Possible Investigations 🌑️

Laboratory Tests

  • Urinalysis: To assess for infection, hematuria, or other abnormalities that might contribute to incontinence.
  • Urine culture: If a UTI is suspected based on symptoms or urinalysis findings.
  • Post-void residual (PVR) volume: Measurement via ultrasound to assess for incomplete bladder emptying, particularly in overflow incontinence.
  • Urodynamic studies: To evaluate bladder function, including detrusor activity, bladder compliance, and sphincter function.
  • Serum creatinine: To assess renal function, particularly in patients with suspected overflow incontinence or chronic retention.
  • Blood glucose: To rule out diabetes as a contributing factor to incontinence, particularly in patients with polyuria.
  • Prostate-specific antigen (PSA): In men, to assess for prostate pathology that may contribute to incontinence.
  • Serum electrolytes: To assess for electrolyte imbalances that may influence bladder function.
  • Thyroid function tests: To rule out hyperthyroidism, which can contribute to frequency and urgency.
  • CBC: To assess for anemia or infection, which might exacerbate symptoms of incontinence.

Imaging Studies

  • Pelvic ultrasound: To evaluate the bladder, uterus, and ovaries in women, and the prostate in men, for structural abnormalities.

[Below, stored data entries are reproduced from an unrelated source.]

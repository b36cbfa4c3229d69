//! Editor facade
//!
//! Ties a session to its devices and keeps the menu in step with it. The
//! menu layer only needs [`Editor::menu`] to draw and [`Editor::select`]
//! when the user picks a line.

use nvedit_hal::{SettingsStore, SmBus, StoreError};
use rand_core::RngCore;

use crate::config::EditorConfig;
use crate::error::ApplyError;
use crate::menu::{build_menu, Menu, MenuAction};
use crate::session::{ApplyReport, SettingsSession};

/// Settings editor over a settings store, an SMBus and a random source
pub struct Editor<S, B, R> {
    session: SettingsSession,
    menu: Menu,
    store: S,
    bus: B,
    rng: R,
}

impl<S, B, R> Editor<S, B, R>
where
    S: SettingsStore,
    B: SmBus,
    R: RngCore,
{
    /// Load settings and build the first menu
    ///
    /// The factory block is not touched until the first apply.
    pub fn activate(mut store: S, bus: B, rng: R, config: EditorConfig) -> Result<Self, StoreError> {
        let session = SettingsSession::activate(&mut store, config)?;
        let menu = build_menu(&session);
        Ok(Self {
            session,
            menu,
            store,
            bus,
            rng,
        })
    }

    pub fn menu(&self) -> &Menu {
        &self.menu
    }

    pub fn session(&self) -> &SettingsSession {
        &self.session
    }

    /// Run the action of line `index`
    ///
    /// Display lines and indices past the end do nothing and return
    /// `Ok(None)`.
    pub fn select(&mut self, index: usize) -> Result<Option<ApplyReport>, ApplyError> {
        match self.menu.action(index) {
            Some(action) => self.perform(action),
            None => Ok(None),
        }
    }

    /// Run an action and rebuild the menu
    ///
    /// The menu is rebuilt even when apply fails, so it keeps showing the
    /// unsaved state.
    pub fn perform(&mut self, action: MenuAction) -> Result<Option<ApplyReport>, ApplyError> {
        let result = match action {
            MenuAction::Apply => self
                .session
                .apply(&mut self.store, &mut self.bus)
                .map(Some),
            MenuAction::Step(setting) => {
                self.session.step(setting, &mut self.rng);
                Ok(None)
            }
        };

        #[cfg(feature = "defmt")]
        if let Err(e) = &result {
            defmt::warn!("{} failed: {}", action, e);
        }

        self.menu = build_menu(&self.session);
        result
    }

    /// Give back the owned devices
    pub fn into_parts(self) -> (S, B, R) {
        (self.store, self.bus, self.rng)
    }
}

#[cfg(test)]
mod tests {
    use super::*;
    use nvedit_hal::mock::{MockEeprom, MockSettingsStore};
    use nvedit_hal::{SettingKey, SmBusError};
    use rand::rngs::StdRng;
    use rand::SeedableRng;

    use crate::session::Setting;

    type TestEditor = Editor<MockSettingsStore, MockEeprom, StdRng>;

    fn editor(store: MockSettingsStore) -> TestEditor {
        Editor::activate(
            store,
            MockEeprom::new(0xA8),
            StdRng::seed_from_u64(3),
            EditorConfig::default(),
        )
        .unwrap()
    }

    #[test]
    fn test_activate_does_not_touch_eeprom() {
        let editor = editor(MockSettingsStore::new());
        assert_eq!(editor.menu().len(), 17);
        let (_, eeprom, _) = editor.into_parts();
        assert!(eeprom.ops.is_empty());
    }

    #[test]
    fn test_select_display_line_is_noop() {
        let mut editor = editor(MockSettingsStore::new());
        assert_eq!(editor.select(0), Ok(None));
        assert_eq!(editor.select(99), Ok(None));
        assert!(!editor.session().is_dirty());
    }

    #[test]
    fn test_select_regenerates_menu() {
        let mut store = MockSettingsStore::new();
        store.set_dword(SettingKey::DvdRegion, 6);
        let mut editor = editor(store);
        assert_eq!(editor.menu().get(3).unwrap().text, "DVD Region: 6 China");

        editor.select(3).unwrap();
        assert_eq!(editor.menu().get(1).unwrap().text, "Apply unsaved changes");
        assert_eq!(editor.menu().get(3).unwrap().text, "DVD Region: 0 None");
    }

    #[test]
    fn test_failed_apply_keeps_unsaved_label() {
        let mut editor = Editor::activate(
            MockSettingsStore::new(),
            {
                let mut eeprom = MockEeprom::new(0xA8);
                eeprom.fail_at(0x30, SmBusError::Other, None);
                eeprom
            },
            StdRng::seed_from_u64(3),
            EditorConfig::default(),
        )
        .unwrap();

        editor
            .perform(MenuAction::Step(Setting::RefreshRate))
            .unwrap();
        assert!(editor.perform(MenuAction::Apply).is_err());
        assert_eq!(editor.menu().get(1).unwrap().text, "Apply unsaved changes");
    }
}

  • Cystoscopy: Indicated if there is suspicion of bladder pathology such as stones, tumors, or chronic inflammation.
  • MRI spine: To assess for spinal cord or nerve root compression in patients with neurological symptoms or suspected overflow incontinence.

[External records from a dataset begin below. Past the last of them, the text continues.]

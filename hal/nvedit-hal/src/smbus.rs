//! SMBus configuration memory abstractions
//!
//! The factory block lives in an EEPROM on the system management bus. The
//! device protocol is byte-addressed and stateless per call, so the trait
//! exposes exactly one byte per operation.

use embedded_hal::i2c::{Error as _, ErrorKind, I2c};

/// Error from SMBus operations
#[derive(Debug, Clone, Copy, PartialEq, Eq)]
#[cfg_attr(feature = "defmt", derive(defmt::Format))]
pub enum SmBusError {
    /// Device did not acknowledge
    Nack,
    /// Transaction timed out
    Timeout,
    /// Arbitration lost to another master
    ArbitrationLost,
    /// Bus error (misplaced start/stop)
    Bus,
    /// Other error
    Other,
}

impl SmBusError {
    /// Whether repeating the same byte operation may succeed
    pub fn is_retryable(self) -> bool {
        matches!(
            self,
            SmBusError::Nack | SmBusError::Timeout | SmBusError::ArbitrationLost
        )
    }
}

impl From<ErrorKind> for SmBusError {
    fn from(kind: ErrorKind) -> Self {
        match kind {
            ErrorKind::Bus => SmBusError::Bus,
            ErrorKind::ArbitrationLoss => SmBusError::ArbitrationLost,
            ErrorKind::NoAcknowledge(_) => SmBusError::Nack,
            _ => SmBusError::Other,
        }
    }
}

/// Byte-addressed SMBus master
///
/// `device` is the 8-bit SMBus address (write form, e.g. `0xA8`) and
/// `offset` the byte command/offset within the device.
pub trait SmBus {
    /// Read one byte at `offset`
    fn read_byte(&mut self, device: u8, offset: u8) -> Result<u8, SmBusError>;

    /// Write one byte at `offset`
    fn write_byte(&mut self, device: u8, offset: u8, value: u8) -> Result<(), SmBusError>;
}

impl<T: SmBus + ?Sized> SmBus for &mut T {
    fn read_byte(&mut self, device: u8, offset: u8) -> Result<u8, SmBusError> {
        (**self).read_byte(device, offset)
    }

    fn write_byte(&mut self, device: u8, offset: u8, value: u8) -> Result<(), SmBusError> {
        (**self).write_byte(device, offset, value)
    }
}

/// [`SmBus`] over any embedded-hal I2C master
///
/// SMBus addresses are given in 8-bit form; the adapter shifts them to the
/// 7-bit address embedded-hal expects. A byte read is a write-read of the
/// offset, a byte write sends `[offset, value]`.
pub struct I2cSmBus<I> {
    i2c: I,
}

impl<I: I2c> I2cSmBus<I> {
    /// Wrap an I2C master
    pub fn new(i2c: I) -> Self {
        Self { i2c }
    }

    /// Release the wrapped I2C master
    pub fn release(self) -> I {
        self.i2c
    }
}

impl<I: I2c> SmBus for I2cSmBus<I> {
    fn read_byte(&mut self, device: u8, offset: u8) -> Result<u8, SmBusError> {
        let mut buf = [0u8; 1];
        self.i2c
            .write_read(device >> 1, &[offset], &mut buf)
            .map_err(|e| SmBusError::from(e.kind()))?;
        Ok(buf[0])
    }

    fn write_byte(&mut self, device: u8, offset: u8, value: u8) -> Result<(), SmBusError> {
        self.i2c
            .write(device >> 1, &[offset, value])
            .map_err(|e| SmBusError::from(e.kind()))
    }
}

#[cfg(test)]
mod tests {
    use super::*;
    use embedded_hal::i2c::{ErrorType, NoAcknowledgeSource, Operation};

    #[derive(Debug)]
    struct FakeError(ErrorKind);

    impl embedded_hal::i2c::Error for FakeError {
        fn kind(&self) -> ErrorKind {
            self.0
        }
    }

    /// 256-byte device at 7-bit address 0x54
    struct FakeEeprom {
        mem: [u8; 256],
        fail: Option<ErrorKind>,
    }

    impl ErrorType for FakeEeprom {
        type Error = FakeError;
    }

    impl I2c for FakeEeprom {
        fn transaction(
            &mut self,
            address: u8,
            operations: &mut [Operation<'_>],
        ) -> Result<(), Self::Error> {
            if let Some(kind) = self.fail {
                return Err(FakeError(kind));
            }
            assert_eq!(address, 0x54);
            let mut pointer = 0usize;
            for op in operations {
                match op {
                    Operation::Write(data) => {
                        pointer = data[0] as usize;
                        for (i, b) in data[1..].iter().enumerate() {
                            self.mem[pointer + i] = *b;
                        }
                    }
                    Operation::Read(buf) => {
                        for (i, b) in buf.iter_mut().enumerate() {
                            *b = self.mem[pointer + i];
                        }
                    }
                }
            }
            Ok(())
        }
    }

    #[test]
    fn test_i2c_adapter_read_write() {
        let mut bus = I2cSmBus::new(FakeEeprom {
            mem: [0; 256],
            fail: None,
        });
        bus.write_byte(0xA8, 0x40, 0x5A).unwrap();
        assert_eq!(bus.read_byte(0xA8, 0x40).unwrap(), 0x5A);
        assert_eq!(bus.release().mem[0x40], 0x5A);
    }

    #[test]
    fn test_i2c_adapter_maps_errors() {
        let mut bus = I2cSmBus::new(FakeEeprom {
            mem: [0; 256],
            fail: Some(ErrorKind::NoAcknowledge(NoAcknowledgeSource::Address)),
        });
        assert_eq!(bus.read_byte(0xA8, 0), Err(SmBusError::Nack));
    }

    #[test]
    fn test_retryable_errors() {
        assert!(SmBusError::Nack.is_retryable());
        assert!(SmBusError::Timeout.is_retryable());
        assert!(!SmBusError::Bus.is_retryable());
        assert!(!SmBusError::Other.is_retryable());
    }
}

  • X-ray of the abdomen and pelvis: To evaluate for bladder stones or severe constipation contributing to overflow or functional incontinence.
  • Voiding cystourethrogram (VCUG): To assess for vesicoureteral reflux or urethral abnormalities contributing to incontinence.

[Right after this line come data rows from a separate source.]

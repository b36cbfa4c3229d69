//! Non-volatile settings abstractions
//!
//! Provides the keyed settings store exposed by the platform kernel. Each
//! setting is a small blob tagged with a registry-style type.

use heapless::Vec;

/// Largest setting value the editor ever reads or writes
pub const MAX_SETTING_LEN: usize = 16;

/// Keys for the settings the editor touches
///
/// User settings live below `0x100`, factory settings start at `0x100`.
#[derive(Debug, Clone, Copy, PartialEq, Eq)]
#[cfg_attr(feature = "defmt", derive(defmt::Format))]
#[repr(u32)]
pub enum SettingKey {
    /// Time zone bias in minutes (DWORD)
    TimeZoneBias = 0x00,
    /// Dashboard language index (DWORD)
    Language = 0x07,
    /// Video flags bitfield (DWORD)
    Video = 0x08,
    /// Audio flags bitfield (DWORD)
    Audio = 0x09,
    /// DVD playback region (DWORD)
    DvdRegion = 0x12,
    /// Factory Ethernet MAC address (6 bytes)
    FactoryEthernetAddr = 0x101,
    /// Factory AV region (DWORD)
    FactoryAvRegion = 0x103,
    /// Factory game region (DWORD)
    FactoryGameRegion = 0x104,
}

impl SettingKey {
    /// Get the key as its raw index
    pub fn as_u32(self) -> u32 {
        self as u32
    }

    /// Whether this key addresses the factory section
    pub fn is_factory(self) -> bool {
        self.as_u32() >= 0x100
    }
}

/// Type tag attached to a stored setting
#[derive(Debug, Clone, Copy, PartialEq, Eq)]
#[cfg_attr(feature = "defmt", derive(defmt::Format))]
#[repr(u32)]
pub enum SettingType {
    /// Raw byte blob
    Binary = 3,
    /// 32-bit little-endian integer
    Dword = 4,
}

/// A setting as returned by [`SettingsStore::query`]
#[derive(Debug, Clone, PartialEq, Eq)]
#[cfg_attr(feature = "defmt", derive(defmt::Format))]
pub struct SettingValue {
    /// Type tag reported by the store
    pub kind: SettingType,
    /// Stored bytes
    pub data: Vec<u8, MAX_SETTING_LEN>,
}

impl SettingValue {
    /// Build a value from raw bytes
    pub fn new(kind: SettingType, data: &[u8]) -> Result<Self, StoreError> {
        let mut buf = Vec::new();
        buf.extend_from_slice(data)
            .map_err(|_| StoreError::BufferTooSmall)?;
        Ok(Self { kind, data: buf })
    }

    /// Build a DWORD value
    pub fn dword(value: u32) -> Self {
        let mut data = Vec::new();
        // 4 bytes always fit
        let _ = data.extend_from_slice(&value.to_le_bytes());
        Self {
            kind: SettingType::Dword,
            data,
        }
    }

    /// Interpret the value as a DWORD
    ///
    /// Fails if the tag is not [`SettingType::Dword`] or fewer than four
    /// bytes were stored.
    pub fn as_dword(&self) -> Result<u32, StoreError> {
        if self.kind != SettingType::Dword {
            return Err(StoreError::TypeMismatch);
        }
        let bytes: [u8; 4] = self
            .data
            .get(..4)
            .and_then(|b| b.try_into().ok())
            .ok_or(StoreError::BufferTooSmall)?;
        Ok(u32::from_le_bytes(bytes))
    }
}

/// Errors from settings store operations
#[derive(Debug, Clone, Copy, PartialEq, Eq)]
#[cfg_attr(feature = "defmt", derive(defmt::Format))]
pub enum StoreError {
    /// Key not present (common on a fresh image)
    NotFound,
    /// Stored type tag differs from the expected one
    TypeMismatch,
    /// Value shorter or longer than expected
    BufferTooSmall,
    /// The settings service reported a failure
    Io,
}

/// Keyed non-volatile settings store
///
/// Implementations wrap the platform's settings service. Calls are
/// synchronous and complete before returning.
pub trait SettingsStore {
    /// Read a setting by key
    fn query(&mut self, key: SettingKey) -> Result<SettingValue, StoreError>;

    /// Write a setting by key
    ///
    /// # Arguments
    /// * `key` - The setting to write
    /// * `kind` - Type tag stored alongside the data
    /// * `data` - Raw value bytes
    ///
    /// The factory section is read-only through the store; saving a key
    /// for which [`SettingKey::is_factory`] holds must fail.
    fn save(&mut self, key: SettingKey, kind: SettingType, data: &[u8]) -> Result<(), StoreError>;
}

impl<T: SettingsStore + ?Sized> SettingsStore for &mut T {
    fn query(&mut self, key: SettingKey) -> Result<SettingValue, StoreError> {
        (**self).query(key)
    }

    fn save(&mut self, key: SettingKey, kind: SettingType, data: &[u8]) -> Result<(), StoreError> {
        (**self).save(key, kind, data)
    }
}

  • CT urogram: May be indicated to assess for upper urinary tract pathology in patients with hematuria or complex presentations.
  • Uroflowmetry: To measure the flow rate during urination, useful in evaluating bladder outlet obstruction or detrusor underactivity.
  • Electromyography (EMG) of the pelvic floor: To assess for neuromuscular causes of incontinence, particularly in patients with pelvic floor dysfunction.
  • Bladder diary: A non-invasive tool to track fluid intake, urination patterns, and episodes of incontinence over several days.